▶ Task description
Among the lines below, list those containing the string "CancellationFlag".

▶ Records to process
= = =
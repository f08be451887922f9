//! Core abstractions for newsdesk
//!
//! This crate defines the fundamental traits and types shared by the rest of
//! the workspace: the [`Agent`] trait, the per-invocation [`Context`], and the
//! error taxonomy every other crate converts into.

pub mod agent;
pub mod context;
pub mod error;

pub use agent::Agent;
pub use context::{CancellationFlag, Context};
pub use error::{Error, Result};
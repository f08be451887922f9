//! newsdesk: financial headline digest with optional company research
//!
//! Reports go to stdout; logs go to stderr.

mod args;
mod models;
mod output;

use agent_core::CancellationFlag;
use agent_news::{NewsConfig, NewsDesk};
use anyhow::Context as _;
use args::Args;
use clap::Parser;
use tracing::{info, warn};

#[tokio::main]
async fn main() -> anyhow::Result<()> {
    let args = Args::parse();
    agent_utils::init_tracing(&args.log_config());

    let mut config = NewsConfig::from_env().context("reading NEWSDESK_* environment")?;
    args.apply(&mut config);
    config.validate().context("invalid configuration")?;

    info!(
        provider = %config.provider,
        fast_model = %config.fast_model,
        capable_model = %config.capable_model,
        "Starting newsdesk"
    );

    let provider = models::provider_for(config.provider)
        .with_context(|| format!("connecting to {}", config.provider))?;
    let desk = NewsDesk::from_config(&config, models::model_set(&provider, &config))?;

    let flag = CancellationFlag::new();
    let on_interrupt = flag.clone();
    tokio::spawn(async move {
        if tokio::signal::ctrl_c().await.is_ok() {
            warn!("Interrupted; stopping research after the current step");
            on_interrupt.cancel();
        }
    });

    let brief = desk
        .run_with_cancellation(&args.research_targets(), flag)
        .await?;

    for failure in &brief.source_failures {
        warn!(source = %failure.source_id, detail = %failure.detail, "Headline source failed");
    }

    println!("{}", output::render_reports(&brief));
    if args.show_transcript {
        print!("{}", output::render_transcripts(&brief.research));
    }

    Ok(())
}
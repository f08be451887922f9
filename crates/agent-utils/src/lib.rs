//! Shared utilities for newsdesk
//!
//! This crate provides common functionality used across the workspace,
//! including logging setup, log configuration, and small text helpers.

pub mod config;
pub mod logging;
pub mod text;

pub use config::{LogConfig, LogFormat};
pub use logging::{init_tracing, init_tracing_default};
pub use text::preview;
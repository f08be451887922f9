//! Error types for news operations

use thiserror::Error;

/// News, filing and sentiment errors
#[derive(Debug, Error)]
pub enum NewsError {
    /// A headline source could not be retrieved or parsed
    #[error("Fetch failed for source '{source_id}': {detail}")]
    Fetch { source_id: String, detail: String },

    /// An upstream API answered with an error status or an unexpected body
    #[error("{provider} API error: {detail}")]
    Api { provider: String, detail: String },

    /// No company matched the given name or ticker
    #[error("No company found for '{0}'")]
    CompanyNotFound(String),

    /// The company has no filing of the requested form
    #[error("No {form} filing found for {company}")]
    FilingNotFound { company: String, form: String },

    /// The text contained no fenced JSON block
    #[error("No JSON found in the text")]
    NoJson,

    /// Network or HTTP error
    #[error("Network error: {0}")]
    Network(#[from] reqwest::Error),

    /// JSON parsing error
    #[error("JSON error: {0}")]
    Json(#[from] serde_json::Error),

    /// Prompt rendering failed
    #[error("Prompt error: {0}")]
    Prompt(#[from] agent_prompt::PromptError),

    /// Configuration error
    #[error("Configuration error: {0}")]
    Config(String),
}

impl NewsError {
    pub(crate) fn fetch(source_id: impl Into<String>, detail: impl std::fmt::Display) -> Self {
        Self::Fetch {
            source_id: source_id.into(),
            detail: detail.to_string(),
        }
    }

    pub(crate) fn api(provider: impl Into<String>, detail: impl std::fmt::Display) -> Self {
        Self::Api {
            provider: provider.into(),
            detail: detail.to_string(),
        }
    }
}

/// Result type alias for news operations
pub type Result<T> = std::result::Result<T, NewsError>;

impl From<NewsError> for agent_core::Error {
    fn from(err: NewsError) -> Self {
        match err {
            NewsError::Fetch { source_id, detail } => {
                agent_core::Error::Fetch { source_id, detail }
            }
            NewsError::Config(msg) => agent_core::Error::Configuration(msg),
            other => agent_core::Error::ProcessingFailed(other.to_string()),
        }
    }
}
= = =
▶ Written answer
pub use context::{CancellationFlag, Context};
use agent_core::CancellationFlag;
    let flag = CancellationFlag::new();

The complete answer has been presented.